Dirga membuka pintu lemari dan melihat baju-baju yang tergantung di dalamnya. Polisi itu kemudian mencoba menggeser baju-baju itu dan tak menemukan apapun. Di bagian bawah lemari juga cuma ada sprei dan pakaian yang tertumpuk.

"Sepertinya ini kasus bunuh diri," suara itu cukup membuat Dirga terjingkat. Ia menoleh cepat ke samping dan menemukan Marik sudah berdiri di sebelahnya. Dirga kembali menutup pintu lemari.

"Ya. Sepertinya," jawabnya sambil menatap jasad Quinn yang kini sedang dinaikkan keatas tandu oleh tim medis. Sejenak kemudian ia kembali menoleh kepada Marik.

"Tapi menurutku kita tetap harus mencari keberadaan Dewa dan menginterogasinya. Apa yang ia lakukan di rumah ini sebelumnya? Kenapa ia masuk secara paksa?" ungkap Dirga lagi. Marik tampak menimbang-nimbang. Apa yang dikatakan rekannya itu benar juga. Dewa cukup mencurigakan. Sementara itu, di dalam lemari, dibawah tumpukan sprei dan pakaian itu, Dewa dapat mendengar jelas obrolan para polisi.

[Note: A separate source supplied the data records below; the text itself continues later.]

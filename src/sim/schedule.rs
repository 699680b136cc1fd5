/// Deferred effects as explicit records, keyed by the clock time they fire.
///
/// Drained once per tick, in fire-time order; entries sharing a fire time
/// keep insertion order. Nothing here blocks: an entry simply waits in the
/// queue until `drain_due(now)` reaches it.

use serde::{Deserialize, Serialize};

#[derive(Clone, Copy, PartialEq, Eq, Debug, Serialize, Deserialize)]
#[serde(rename_all = "snake_case")]
pub enum ScheduledKind {
    /// Show the current level's guide intro.
    GuideLine,
    /// Show the current level's villain engage line.
    VillainLine,
    /// Remove an integrated villain and let its guide speak.
    RemoveVillain(usize),
    /// End Calm Breath.
    RestoreTimeScale,
    AdvanceLevel,
}

#[derive(Clone, Copy, PartialEq, Eq, Debug, Serialize, Deserialize)]
pub struct ScheduledEvent {
    pub fire_at_ms: u64,
    pub kind: ScheduledKind,
}

#[derive(Clone, Debug, Default, PartialEq)]
pub struct Schedule {
    pending: Vec<ScheduledEvent>,
}

impl Schedule {
    pub fn new() -> Self {
        Schedule::default()
    }

    pub fn from_events(mut pending: Vec<ScheduledEvent>) -> Self {
        pending.sort_by_key(|e| e.fire_at_ms);
        Schedule { pending }
    }

    pub fn push(&mut self, fire_at_ms: u64, kind: ScheduledKind) {
        // Insert after every entry due at or before this one
        let at = self.pending.partition_point(|e| e.fire_at_ms <= fire_at_ms);
        self.pending.insert(at, ScheduledEvent { fire_at_ms, kind });
    }

    /// Remove and return every entry with `fire_at_ms <= now_ms`.
    pub fn drain_due(&mut self, now_ms: u64) -> Vec<ScheduledEvent> {
        let n = self.pending.partition_point(|e| e.fire_at_ms <= now_ms);
        self.pending.drain(..n).collect()
    }

    pub fn contains(&self, kind: ScheduledKind) -> bool {
        self.pending.iter().any(|e| e.kind == kind)
    }

    pub fn clear(&mut self) {
        self.pending.clear();
    }

    pub fn len(&self) -> usize {
        self.pending.len()
    }

    pub fn is_empty(&self) -> bool {
        self.pending.is_empty()
    }

    pub fn events(&self) -> &[ScheduledEvent] {
        &self.pending
    }
}
/// Level catalog: the ordered, immutable run of themed levels.
///
/// Each entry names the fear it confronts, the shadow (villain) that embodies
/// it, the guide who speaks at the start, the background palette, and the
/// ability its pickups awaken under the per-level unlock policy.
///
/// Every built-in level shares the same arena layout; custom catalogs
/// (see `sim::level`) may override it per level.

use serde::Deserialize;

use super::ability::AbilityId;
use super::entity::Vec2;

pub const WORLD_WIDTH: f32 = 1200.0;
pub const WORLD_HEIGHT: f32 = 700.0;

#[derive(Clone, Debug, PartialEq, Deserialize)]
pub struct LevelDefinition {
    pub name: String,
    pub fear_label: String,
    #[serde(default)]
    pub villain: Option<VillainDefinition>,
    pub guide: GuideDefinition,
    #[serde(default)]
    pub background: BackgroundSpec,
    #[serde(default)]
    pub unlock_power: Option<AbilityId>,
    #[serde(default, rename = "final")]
    pub is_final: bool,
    #[serde(default)]
    pub layout: LevelLayout,
}

#[derive(Clone, Debug, PartialEq, Deserialize)]
pub struct VillainDefinition {
    pub name: String,
    pub kind: String,
    pub color: u32,
    pub engage_line: String,
    pub defeat_line: String,
}

#[derive(Clone, Debug, PartialEq, Deserialize)]
pub struct GuideDefinition {
    pub name: String,
    pub archetype: String,
    pub color: u32,
    pub intro: String,
    pub wisdom: String,
}

#[derive(Clone, Debug, PartialEq, Deserialize)]
pub struct BackgroundSpec {
    pub colors: Vec<u32>,
    pub speed: f32,
}

impl Default for BackgroundSpec {
    fn default() -> Self {
        BackgroundSpec { colors: vec![0x000000], speed: 0.5 }
    }
}

/// A static platform rectangle, centred on `(x, y)`.
#[derive(Clone, Copy, Debug, PartialEq, Deserialize)]
pub struct PlatformSpec {
    pub x: f32,
    pub y: f32,
    #[serde(default = "default_platform_w")]
    pub w: f32,
    #[serde(default = "default_platform_h")]
    pub h: f32,
}

fn default_platform_w() -> f32 { 200.0 }
fn default_platform_h() -> f32 { 20.0 }

#[derive(Clone, Debug, PartialEq, Deserialize)]
#[serde(default)]
pub struct LevelLayout {
    pub player_spawn: Vec2,
    pub villain_spawn: Vec2,
    pub platforms: Vec<PlatformSpec>,
    pub pickups: Vec<Vec2>,
}

impl Default for LevelLayout {
    fn default() -> Self {
        let mut platforms: Vec<PlatformSpec> = (0..10)
            .map(|i| PlatformSpec { x: i as f32 * 120.0 + 100.0, y: 680.0, w: 200.0, h: 20.0 })
            .collect();
        for (x, y) in [(300.0, 550.0), (500.0, 450.0), (700.0, 350.0),
                       (200.0, 400.0), (900.0, 500.0), (1000.0, 300.0)] {
            platforms.push(PlatformSpec { x, y, w: 200.0, h: 20.0 });
        }
        let pickups = [(300.0, 500.0), (500.0, 400.0), (700.0, 300.0), (900.0, 450.0), (400.0, 250.0)]
            .iter()
            .map(|&(x, y)| Vec2::new(x, y))
            .collect();
        LevelLayout {
            player_spawn: Vec2::new(100.0, 300.0),
            villain_spawn: Vec2::new(900.0, 300.0),
            platforms,
            pickups,
        }
    }
}

// ══════════════════════════════════════════════════════════════
// Built-in catalog
// ══════════════════════════════════════════════════════════════

pub fn builtin_catalog() -> Vec<LevelDefinition> {
    vec![
        level(
            "The Hall of Mirrors", "Fear of Rejection",
            Some(villain("The Siren of Validation", "siren", 0xff1493,
                "You seek my approval... but why? Without me, you are nothing.",
                "I am... your need to be seen. Integrate me.")),
            guide("The Fool", "playfulness", 0xffff00,
                "Why take it so seriously? Dance with rejection, my friend!",
                "The Fool sees no failure, only lessons wrapped in laughter."),
            &[0xff1493, 0x9400d3, 0x000000], 0.5,
            Some(AbilityId::DissolveSelf),
        ),
        level(
            "The Tower of Perfection", "Fear of Failure",
            Some(villain("The Overlord of Perfection", "overlord", 0xff0000,
                "You will never be good enough. Every flaw proves your worthlessness.",
                "I pushed you... but I am the voice of your ambition gone toxic.")),
            guide("The Warrior", "willpower", 0xff4500,
                "Failure is the forge. Each fall makes you stronger.",
                "The Warrior knows: perfection is the enemy of progress."),
            &[0xff0000, 0x8b0000, 0x000000], 0.3,
            Some(AbilityId::CalmBreath),
        ),
        level(
            "The Narcissist's Kingdom", "Fear of Not Being Seen",
            Some(villain("The Narcissist King", "narcissist", 0xffd700,
                "Bow before me! I am everything you wish you could be!",
                "I... am your hunger for significance. Do you see me now?")),
            guide("The Sage", "clarity", 0x00ced1,
                "To be unseen is to be free. The universe sees all.",
                "The Sage whispers: You are not your audience."),
            &[0xffd700, 0xdaa520, 0x000000], 0.4,
            Some(AbilityId::MirrorSight),
        ),
        level(
            "The Labyrinth of Isolation", "Fear of Loneliness",
            Some(villain("The Shadow of Solitude", "shadow", 0x4b0082,
                "No one understands you. No one ever will. You are alone.",
                "I kept you safe... but also imprisoned. Integrate me gently.")),
            guide("The Lover", "compassion", 0xff69b4,
                "You are never alone when you love yourself first.",
                "The Lover knows: Solitude is where you meet your true self."),
            &[0x4b0082, 0x2f1b4e, 0x000000], 0.6,
            Some(AbilityId::FractalLeap),
        ),
        level(
            "The Abyss of the Void", "Fear of Death / Nothingness",
            Some(villain("The Void Beast", "void", 0x000000,
                "All ends in nothing. Your light will fade. Embrace the darkness.",
                "I am the ultimate truth... and the ultimate liberation.")),
            guide("All Guides United", "integration", 0xffffff,
                "Death is not the end, but a transformation. We are with you.",
                "In the void, you find everything."),
            &[0x0a0a0a, 0x1a0033, 0x000000], 0.2,
            None,
        ),
        LevelDefinition {
            is_final: true,
            ..level(
                "The Garden of Ego Death", "No Fear - Only Reflections",
                None,
                guide("Your True Self", "unity", 0xffffff,
                    "There is no one to fight. Only yourself to embrace.",
                    "You are the journey. You are the destination."),
                &[0xffffff, 0x00ffff, 0xff00ff], 1.0,
                None,
            )
        },
    ]
}

fn level(
    name: &str,
    fear_label: &str,
    villain: Option<VillainDefinition>,
    guide: GuideDefinition,
    colors: &[u32],
    speed: f32,
    unlock_power: Option<AbilityId>,
) -> LevelDefinition {
    LevelDefinition {
        name: name.to_string(),
        fear_label: fear_label.to_string(),
        villain,
        guide,
        background: BackgroundSpec { colors: colors.to_vec(), speed },
        unlock_power,
        is_final: false,
        layout: LevelLayout::default(),
    }
}

fn villain(name: &str, kind: &str, color: u32, engage: &str, defeat: &str) -> VillainDefinition {
    VillainDefinition {
        name: name.to_string(),
        kind: kind.to_string(),
        color,
        engage_line: engage.to_string(),
        defeat_line: defeat.to_string(),
    }
}

fn guide(name: &str, archetype: &str, color: u32, intro: &str, wisdom: &str) -> GuideDefinition {
    GuideDefinition {
        name: name.to_string(),
        archetype: archetype.to_string(),
        color,
        intro: intro.to_string(),
        wisdom: wisdom.to_string(),
    }
}

#[cfg(test)]
mod tests {
    use super::*;

    #[test]
    fn builtin_catalog_shape() {
        let cat = builtin_catalog();
        assert_eq!(cat.len(), 6);
        assert!(cat[..5].iter().all(|l| l.villain.is_some() && !l.is_final));
        assert!(cat[5].villain.is_none());
        assert!(cat[5].is_final);
    }

    #[test]
    fn each_ability_awakens_exactly_once() {
        let cat = builtin_catalog();
        for id in AbilityId::ALL {
            let n = cat.iter().filter(|l| l.unlock_power == Some(id)).count();
            assert_eq!(n, 1, "{id:?}");
        }
    }

    #[test]
    fn default_layout_matches_arena() {
        let layout = LevelLayout::default();
        assert_eq!(layout.platforms.len(), 16);
        assert_eq!(layout.pickups.len(), 5);
        assert_eq!(layout.player_spawn, Vec2::new(100.0, 300.0));
        assert!(layout.platforms.iter().all(|p| p.x >= 0.0 && p.x <= WORLD_WIDTH));
    }
}
pub mod event;
pub mod level;
pub mod save;
pub mod schedule;
pub mod step;
pub mod world;
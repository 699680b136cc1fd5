/// Error types for the few fallible surfaces: config files, level catalog
/// files, and save slots. Gameplay itself never fails: invalid requests
/// are ignored and numeric state is clamped.

use std::path::PathBuf;

#[derive(Debug, thiserror::Error)]
pub enum ConfigError {
    #[error("could not read {path}: {source}")]
    Read {
        path: PathBuf,
        #[source]
        source: std::io::Error,
    },
    #[error("config parse error: {0}")]
    Parse(#[from] toml::de::Error),
}

#[derive(Debug, thiserror::Error)]
pub enum CatalogError {
    #[error("could not read level catalog {path}: {source}")]
    Read {
        path: PathBuf,
        #[source]
        source: std::io::Error,
    },
    #[error("level catalog parse error: {0}")]
    Parse(#[from] toml::de::Error),
    #[error("level catalog has no levels")]
    Empty,
}

#[derive(Debug, thiserror::Error)]
pub enum SaveError {
    #[error("save I/O failed: {0}")]
    Io(#[from] std::io::Error),
    #[error("save file is corrupt: {0}")]
    Decode(#[from] toml::de::Error),
    #[error("could not encode save: {0}")]
    Encode(#[from] toml::ser::Error),
    #[error("slot {0} is empty")]
    EmptySlot(u8),
    #[error("save does not match the loaded levels: {0}")]
    Mismatch(String),
}
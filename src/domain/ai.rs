/// Villain AI: horizontal chase steering.
///
/// Modes, in priority order:
///   1. **Inert**  : defeated or integrated; never moves again.
///   2. **Frozen** : Dissolve Self is holding it; velocity stays zero.
///   3. **Chase**  : farther than `PROXIMITY` from the player; blend
///      horizontal velocity toward ±`CHASE_SPEED`.
///   4. **Hold**   : within `PROXIMITY`; let horizontal velocity decay.
///
/// Vertical motion is left to physics (gravity, platforms).

use super::entity::{Vec2, Villain};
use super::rules::PROXIMITY;

pub const CHASE_SPEED: f32 = 80.0;
/// Weight kept from the previous velocity each tick.
pub const CHASE_INERTIA: f32 = 0.9;
pub const ANIMATION_STEP: f32 = 0.05;

#[derive(Clone, Copy, PartialEq, Eq, Debug)]
pub enum Mode {
    Inert,
    Frozen,
    Chase,
    Hold,
}

pub fn mode(villain: &Villain, player: Vec2, now_ms: u64) -> Mode {
    if villain.is_defeated() { return Mode::Inert; }
    if villain.is_frozen(now_ms) { return Mode::Frozen; }
    if villain.pos.distance(player) > PROXIMITY { Mode::Chase } else { Mode::Hold }
}

/// One tick of steering. `time_scale` only slows the idle animation; the
/// velocity itself is scaled later by the integrator.
pub fn steer(villain: &mut Villain, player: Vec2, now_ms: u64, time_scale: f32) -> Mode {
    let m = mode(villain, player, now_ms);
    match m {
        Mode::Inert => return m,
        Mode::Frozen => {
            villain.vel.x = 0.0;
        }
        Mode::Chase => {
            let target = if player.x < villain.pos.x { -CHASE_SPEED } else { CHASE_SPEED };
            villain.vel.x = villain.vel.x * CHASE_INERTIA + target * (1.0 - CHASE_INERTIA);
        }
        Mode::Hold => {
            villain.vel.x *= CHASE_INERTIA;
        }
    }
    if villain.frozen_until_ms.is_some() && m != Mode::Frozen {
        villain.frozen_until_ms = None;
    }
    villain.animation_phase += ANIMATION_STEP * time_scale;
    m
}
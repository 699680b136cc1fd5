/// Mind Bloom: Descent, the headless gameplay core.
///
/// The simulation never renders and never reads the keyboard. A front-end
/// feeds it one `FrameInput` per tick (held keys, fresh presses, and the
/// contacts its physics collaborator observed) and consumes the returned
/// `PresentationEvent`s. The bundled terminal front-end lives in `main.rs`.

pub mod config;
pub mod domain;
pub mod error;
pub mod sim;
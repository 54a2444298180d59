//! The playback facade: the only surface UI code talks to.
//!
//! Each user intent posts a command into the sync store for the bridge to
//! pick up, and toggle-style intents additionally flip the UI-facing state
//! immediately. The optimistic value masks the round trip to the host; an
//! expiry window bounds how long a wrong guess can stay on screen.

use std::sync::{Arc, Mutex};
use std::time::{Duration, Instant};

use crossbeam_channel::Receiver;
use serde::Serialize;
use tracing::debug;

use npksync::model::{
    Command, CommandAction, NowPlaying, PlaylistRef, RepeatMode, ShuffleMode, TrackRef,
    clamp_fraction, visible_history, visible_queue,
};
use npksync::store::{SyncEvent, SyncStore};
use npkutils::{DelayGate, format_time};

/// Facade timing knobs.
#[derive(Debug, Clone)]
pub struct FacadeTuning {
    /// How long an optimistic toggle suppresses the authoritative value.
    pub grace_window: Duration,
    /// How long a manual seek position is shown in place of authoritative
    /// progress.
    pub seek_override: Duration,
}

impl Default for FacadeTuning {
    fn default() -> Self {
        Self {
            grace_window: Duration::from_millis(1500),
            seek_override: Duration::from_millis(3000),
        }
    }
}

impl FacadeTuning {
    pub fn from_config() -> Self {
        let config = npkconfig::get_config();
        Self {
            grace_window: Duration::from_millis(config.get_grace_window_ms()),
            seek_override: Duration::from_millis(config.get_seek_override_ms()),
        }
    }
}

/// A value shown instead of the authoritative one, for a bounded window.
///
/// Once the window expires the overlay stops applying and the next
/// authoritative value wins unconditionally, even if it contradicts the
/// optimistic guess.
#[derive(Debug, Default, Clone)]
struct Overlay<T: Copy> {
    value: Option<T>,
    gate: DelayGate,
}

impl<T: Copy> Overlay<T> {
    fn set(&mut self, value: T, now: Instant, window: Duration) {
        self.value = Some(value);
        self.gate.arm(now, window);
    }

    fn current(&self, now: Instant) -> Option<T> {
        if self.gate.is_pending(now) {
            self.value
        } else {
            None
        }
    }

    fn clear(&mut self) {
        self.value = None;
        self.gate.cancel();
    }
}

#[derive(Debug, Default)]
struct Overlays {
    play: Overlay<bool>,
    shuffle: Overlay<ShuffleMode>,
    repeat: Overlay<RepeatMode>,
    seek: Overlay<f64>,
}

/// What the UI renders: the stored snapshot with normalization and any
/// active optimistic overlays applied.
#[derive(Debug, Clone, Serialize)]
pub struct UiSnapshot {
    pub now_playing: Option<NowPlaying>,
    pub queue: Vec<TrackRef>,
    pub history: Vec<TrackRef>,
}

pub struct PlaybackFacade {
    store: Arc<SyncStore>,
    overlays: Mutex<Overlays>,
    tuning: FacadeTuning,
}

impl PlaybackFacade {
    pub fn new(store: Arc<SyncStore>, tuning: FacadeTuning) -> Self {
        Self {
            store,
            overlays: Mutex::new(Overlays::default()),
            tuning,
        }
    }

    pub fn new_configured(store: Arc<SyncStore>) -> Self {
        Self::new(store, FacadeTuning::from_config())
    }

    /// Signals to refetch [`Self::ui_snapshot`]; payloads carry no state.
    pub fn subscribe(&self) -> Receiver<SyncEvent> {
        self.store.subscribe()
    }

    // ------------------------------------------------------------------
    // Intents
    // ------------------------------------------------------------------

    pub async fn toggle_play_pause(&self) {
        self.toggle_play_pause_at(Instant::now()).await;
    }

    pub async fn toggle_play_pause_at(&self, now: Instant) {
        let snapshot = self.store.snapshot().await;
        let authoritative = snapshot
            .now_playing
            .as_ref()
            .map(|np| np.is_playing)
            .unwrap_or(false);
        let effective = {
            let overlays = self.overlays.lock().unwrap();
            overlays.play.current(now).unwrap_or(authoritative)
        };
        let desired = !effective;

        self.store
            .post_command(Command::simple(if desired {
                CommandAction::Play
            } else {
                CommandAction::Pause
            }))
            .await;

        self.overlays
            .lock()
            .unwrap()
            .play
            .set(desired, now, self.tuning.grace_window);
    }

    pub async fn next_track(&self) {
        self.store.post_command(Command::simple(CommandAction::Next)).await;
    }

    pub async fn previous_track(&self) {
        self.store
            .post_command(Command::simple(CommandAction::Previous))
            .await;
    }

    pub async fn set_shuffle(&self, on: bool) {
        self.set_shuffle_at(on, Instant::now()).await;
    }

    pub async fn set_shuffle_at(&self, on: bool, now: Instant) {
        self.store.post_command(Command::set_shuffle(on)).await;
        let optimistic = if on { ShuffleMode::Normal } else { ShuffleMode::Off };
        self.overlays
            .lock()
            .unwrap()
            .shuffle
            .set(optimistic, now, self.tuning.grace_window);
    }

    pub async fn set_repeat(&self, mode: RepeatMode) {
        self.set_repeat_at(mode, Instant::now()).await;
    }

    pub async fn set_repeat_at(&self, mode: RepeatMode, now: Instant) {
        self.store.post_command(Command::set_repeat_mode(mode)).await;
        self.overlays
            .lock()
            .unwrap()
            .repeat
            .set(mode, now, self.tuning.grace_window);
    }

    /// Seek to a fraction of the track. The dragged position is held as a
    /// manual override until the completion timeout, so the progress bar
    /// does not jump back while the host catches up.
    pub async fn seek(&self, position_percent: f64) {
        self.seek_at(position_percent, Instant::now()).await;
    }

    pub async fn seek_at(&self, position_percent: f64, now: Instant) {
        let fraction = clamp_fraction(position_percent);
        self.store.post_command(Command::seek(fraction)).await;
        self.overlays
            .lock()
            .unwrap()
            .seek
            .set(fraction, now, self.tuning.seek_override);
    }

    /// Drop the manual seek override immediately. Called on explicit
    /// failure of a seek instead of waiting out the completion timeout.
    pub fn cancel_seek_override(&self) {
        debug!("seek override cleared");
        self.overlays.lock().unwrap().seek.clear();
    }

    pub async fn play_track(&self, uri: impl Into<String>) {
        self.store.post_command(Command::play_track(uri)).await;
    }

    pub async fn play_playlist(&self, uri: impl Into<String>) {
        self.store.post_command(Command::play_playlist(uri)).await;
    }

    pub async fn request_recently_played(&self) {
        self.store
            .post_command(Command::simple(CommandAction::GetRecentlyPlayed))
            .await;
    }

    pub async fn recently_played(&self) -> Vec<TrackRef> {
        self.store.recently_played().await
    }

    /// Search playlists by name/description. May hold the caller briefly
    /// while a cold catalog is fetched through the command channel.
    pub async fn search_playlists(&self, query: &str) -> Vec<PlaylistRef> {
        self.store.search_playlists(query).await
    }

    // ------------------------------------------------------------------
    // State
    // ------------------------------------------------------------------

    pub async fn ui_snapshot(&self) -> UiSnapshot {
        self.ui_snapshot_at(Instant::now()).await
    }

    pub async fn ui_snapshot_at(&self, now: Instant) -> UiSnapshot {
        let snapshot = self.store.snapshot().await;

        let mut now_playing = snapshot.now_playing;
        let np_uri = now_playing.as_ref().and_then(|np| np.uri.clone());
        let queue = visible_queue(&snapshot.queue);
        let history = visible_history(&snapshot.history, np_uri.as_deref());

        let overlays = self.overlays.lock().unwrap();
        if let Some(np) = now_playing.as_mut() {
            if let Some(playing) = overlays.play.current(now) {
                np.is_playing = playing;
            }
            if let Some(shuffle) = overlays.shuffle.current(now) {
                np.shuffle = shuffle;
            }
            if let Some(repeat) = overlays.repeat.current(now) {
                np.repeat_mode = repeat;
            }
            if let Some(fraction) = overlays.seek.current(now) {
                np.progress_percent = fraction;
                np.progress = (fraction * np.duration as f64).round() as u64;
                np.formatted_progress = format_time(np.progress);
            }
        }

        UiSnapshot {
            now_playing,
            queue,
            history,
        }
    }
}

"Atau apakah ini sebenarnya kasus pembunuhan yang di konsep dengan seolah-olah korban bunuh diri?" bisik Marik pula setelah berpikir sejenak.

"Entahlah," jawab Dirga angkat bahu. "Kematian Bondi saja masih menjadi misteri, sekarang muncul lagi kasus baru dan lebih parahnya lagi, korban adalah anak kandung Bondi sendiri."

"Aku curiga, jangan-jangan ada yang dendam dengan keluarga ini," komentar Billy pula yang perlahan mendekat kepada mereka.

"Hal ini semakin membuatku curiga pada... Jihan," bisik Dirga pula. Ketika menyebut nama Jihan, ia sengaja memelankan suaranya. Kedua rekannya menatap Dirga dengan kening berkerut. Apa benar Jihan yang membunuh Bondi? Lalu apakah Quinn bunuh diri atau dibunuh? Jika dibunuh, apakah Jihan juga yang melakukannya? Kalau iya, kenapa?

-------------------------------------

Malam menjelang dengan cepat. Dewa yang masih berada di dalam lemari kamar Quinn, perlahan mulai membuka sprei dan tumpukan kain yang menutupi tubuhnya. Ia bernapas lega begitu menyadari rumah sudah sepi.

Perlahan, ia mengintip dari lubang kunci pintu lemari dan tak melihat siapapun di dalam kamar. Akhirnya, ia memberanikan diri untuk membuka pintu lemari pelan-pelan. Dengan sangat hati-hati, ia melangkah keluar dari lemari dan mengendap-endap menuju pintu kamar. Sebelum memutuskan keluar dari kamar, lagi-lagi, Dewa mengintip dari lubang kunci pintu kamar untuk memastikan bahwa tidak ada orang diluar kamar. Setelah yakin rumah kosong, Dewapun membuka pintu dengan sangat pelan dan keluar dari kamar dengan langkah yang nyaris tak terdengar.

Dewa menuruni tangga menuju lantai satu dan bergegas menuju pintu depan. Dari jendela kaca, ia melihat kondisi pekarangan yang sudah kosong. Ini saatnya ia harus keluar dari rumah ini, pikirnya. Namun ketika ia menekan gagang pintu, pintu tersebut tak bisa terbuka. Dewa mencoba lagi namun tetap tak bisa terbuka.

"Ah, sial," bisiknya kesal. Ia mencoba mencari pintu lainnya. Dengan sigap, ia berlari menuju ruang belakang. Namun lagi-lagi, pintu belakang dalam kondisi terkunci. Panik, Dewa mencoba memutar otaknya lagi. Oh, kenapa ia harus terjebak dalam rumah yang saat menjadi TKP?